→ **Exercise goal**:
In the records below, find each line holding the word "RedisError" and copy it.
Segment Start: Given data
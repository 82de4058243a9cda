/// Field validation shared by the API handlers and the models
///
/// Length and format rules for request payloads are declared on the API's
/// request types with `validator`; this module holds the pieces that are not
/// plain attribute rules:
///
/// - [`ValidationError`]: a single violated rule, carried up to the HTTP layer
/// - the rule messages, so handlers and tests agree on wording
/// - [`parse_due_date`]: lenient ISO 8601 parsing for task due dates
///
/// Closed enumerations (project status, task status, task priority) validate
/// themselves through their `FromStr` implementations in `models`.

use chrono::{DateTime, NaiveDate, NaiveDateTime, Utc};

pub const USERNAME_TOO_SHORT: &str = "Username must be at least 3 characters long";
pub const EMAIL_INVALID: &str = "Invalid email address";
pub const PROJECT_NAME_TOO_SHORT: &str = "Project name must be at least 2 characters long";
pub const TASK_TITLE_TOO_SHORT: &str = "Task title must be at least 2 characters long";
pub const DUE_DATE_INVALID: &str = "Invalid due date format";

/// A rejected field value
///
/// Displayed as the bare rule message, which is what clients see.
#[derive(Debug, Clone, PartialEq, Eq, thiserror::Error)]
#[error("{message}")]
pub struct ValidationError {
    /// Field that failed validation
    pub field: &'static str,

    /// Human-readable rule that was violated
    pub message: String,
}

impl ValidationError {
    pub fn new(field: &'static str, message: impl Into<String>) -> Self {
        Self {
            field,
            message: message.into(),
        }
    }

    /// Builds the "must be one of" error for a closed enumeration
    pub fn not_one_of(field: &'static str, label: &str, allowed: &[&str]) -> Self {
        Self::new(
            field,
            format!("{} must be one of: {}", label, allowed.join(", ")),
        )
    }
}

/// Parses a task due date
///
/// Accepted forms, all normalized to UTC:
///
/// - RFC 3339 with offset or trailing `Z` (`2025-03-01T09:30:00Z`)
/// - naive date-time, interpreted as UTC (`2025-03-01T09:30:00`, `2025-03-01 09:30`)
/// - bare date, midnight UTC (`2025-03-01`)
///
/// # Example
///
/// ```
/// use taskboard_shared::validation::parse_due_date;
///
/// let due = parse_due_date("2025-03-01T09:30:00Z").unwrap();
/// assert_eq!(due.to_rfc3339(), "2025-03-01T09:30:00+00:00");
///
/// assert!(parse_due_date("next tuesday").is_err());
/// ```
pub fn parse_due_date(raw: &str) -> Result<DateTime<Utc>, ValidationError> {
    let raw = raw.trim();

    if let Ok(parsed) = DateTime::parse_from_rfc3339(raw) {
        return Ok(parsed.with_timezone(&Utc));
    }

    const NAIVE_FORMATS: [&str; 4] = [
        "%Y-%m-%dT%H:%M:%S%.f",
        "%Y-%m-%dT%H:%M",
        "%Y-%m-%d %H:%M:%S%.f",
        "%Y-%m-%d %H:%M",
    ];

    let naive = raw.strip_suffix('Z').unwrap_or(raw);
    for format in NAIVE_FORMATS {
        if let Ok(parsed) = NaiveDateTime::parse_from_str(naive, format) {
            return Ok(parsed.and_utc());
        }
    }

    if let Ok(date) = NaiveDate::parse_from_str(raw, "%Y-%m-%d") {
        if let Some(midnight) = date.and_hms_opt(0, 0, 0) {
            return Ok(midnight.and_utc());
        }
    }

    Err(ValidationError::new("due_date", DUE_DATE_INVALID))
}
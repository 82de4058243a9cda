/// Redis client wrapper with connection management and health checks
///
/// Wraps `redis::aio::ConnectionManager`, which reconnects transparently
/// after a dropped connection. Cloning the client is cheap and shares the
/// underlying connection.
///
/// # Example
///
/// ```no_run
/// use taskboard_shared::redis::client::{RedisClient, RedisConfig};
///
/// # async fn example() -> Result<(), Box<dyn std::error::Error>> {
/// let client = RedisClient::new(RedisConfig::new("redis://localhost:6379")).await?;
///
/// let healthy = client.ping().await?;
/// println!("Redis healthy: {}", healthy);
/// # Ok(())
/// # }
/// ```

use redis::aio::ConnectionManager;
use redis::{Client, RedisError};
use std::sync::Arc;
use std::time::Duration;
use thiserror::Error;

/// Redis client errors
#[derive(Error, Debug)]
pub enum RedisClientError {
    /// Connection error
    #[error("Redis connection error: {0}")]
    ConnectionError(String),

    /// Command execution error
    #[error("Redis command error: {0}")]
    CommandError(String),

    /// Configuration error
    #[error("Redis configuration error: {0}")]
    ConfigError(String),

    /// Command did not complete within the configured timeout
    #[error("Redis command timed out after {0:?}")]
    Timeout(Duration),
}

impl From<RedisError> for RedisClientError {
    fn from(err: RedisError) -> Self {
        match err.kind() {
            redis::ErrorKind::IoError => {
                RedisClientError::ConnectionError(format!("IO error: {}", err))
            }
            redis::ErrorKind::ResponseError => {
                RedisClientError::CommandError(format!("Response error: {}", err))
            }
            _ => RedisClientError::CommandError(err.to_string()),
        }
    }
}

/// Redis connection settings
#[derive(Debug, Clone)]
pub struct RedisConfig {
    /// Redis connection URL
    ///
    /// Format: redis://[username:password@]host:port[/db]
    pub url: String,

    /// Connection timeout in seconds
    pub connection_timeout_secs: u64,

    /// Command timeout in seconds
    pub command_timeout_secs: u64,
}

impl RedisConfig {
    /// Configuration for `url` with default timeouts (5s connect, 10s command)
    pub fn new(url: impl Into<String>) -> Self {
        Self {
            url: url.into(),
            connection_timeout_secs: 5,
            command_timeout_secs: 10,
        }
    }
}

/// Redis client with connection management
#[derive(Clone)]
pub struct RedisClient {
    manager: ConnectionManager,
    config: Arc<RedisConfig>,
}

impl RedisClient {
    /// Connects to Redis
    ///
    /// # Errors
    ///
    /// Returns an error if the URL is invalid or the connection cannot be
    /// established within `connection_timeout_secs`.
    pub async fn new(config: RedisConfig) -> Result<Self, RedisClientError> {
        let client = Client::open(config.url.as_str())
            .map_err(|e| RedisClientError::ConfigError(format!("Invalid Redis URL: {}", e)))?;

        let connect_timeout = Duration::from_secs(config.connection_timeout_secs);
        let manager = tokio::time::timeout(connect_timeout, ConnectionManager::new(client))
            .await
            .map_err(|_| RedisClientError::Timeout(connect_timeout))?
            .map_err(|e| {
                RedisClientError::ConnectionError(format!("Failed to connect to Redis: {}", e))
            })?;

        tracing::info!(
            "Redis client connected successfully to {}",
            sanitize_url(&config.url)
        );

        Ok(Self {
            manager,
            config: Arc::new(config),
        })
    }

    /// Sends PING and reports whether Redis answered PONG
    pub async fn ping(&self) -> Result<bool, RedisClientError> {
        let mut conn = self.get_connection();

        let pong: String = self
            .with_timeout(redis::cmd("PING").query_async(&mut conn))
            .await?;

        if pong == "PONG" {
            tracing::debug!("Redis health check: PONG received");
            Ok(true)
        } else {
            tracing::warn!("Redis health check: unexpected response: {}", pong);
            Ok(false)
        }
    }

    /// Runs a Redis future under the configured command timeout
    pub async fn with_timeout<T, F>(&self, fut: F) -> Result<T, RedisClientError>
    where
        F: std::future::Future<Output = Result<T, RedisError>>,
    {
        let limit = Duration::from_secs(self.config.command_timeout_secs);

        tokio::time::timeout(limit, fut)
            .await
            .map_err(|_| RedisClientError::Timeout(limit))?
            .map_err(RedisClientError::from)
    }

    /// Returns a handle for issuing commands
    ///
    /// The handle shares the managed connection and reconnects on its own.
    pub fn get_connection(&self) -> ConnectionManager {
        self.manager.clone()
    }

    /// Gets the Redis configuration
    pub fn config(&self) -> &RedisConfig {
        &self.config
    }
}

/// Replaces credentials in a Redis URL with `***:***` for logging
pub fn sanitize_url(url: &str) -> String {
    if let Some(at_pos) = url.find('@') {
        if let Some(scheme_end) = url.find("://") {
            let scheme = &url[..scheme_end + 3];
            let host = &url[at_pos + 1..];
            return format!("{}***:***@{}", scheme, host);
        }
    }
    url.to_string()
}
Segment End: Given data
→ **Reply to the exercise**:
use redis::{Client, RedisError};
impl From<RedisError> for RedisClientError {
    fn from(err: RedisError) -> Self {
        F: std::future::Future<Output = Result<T, RedisError>>,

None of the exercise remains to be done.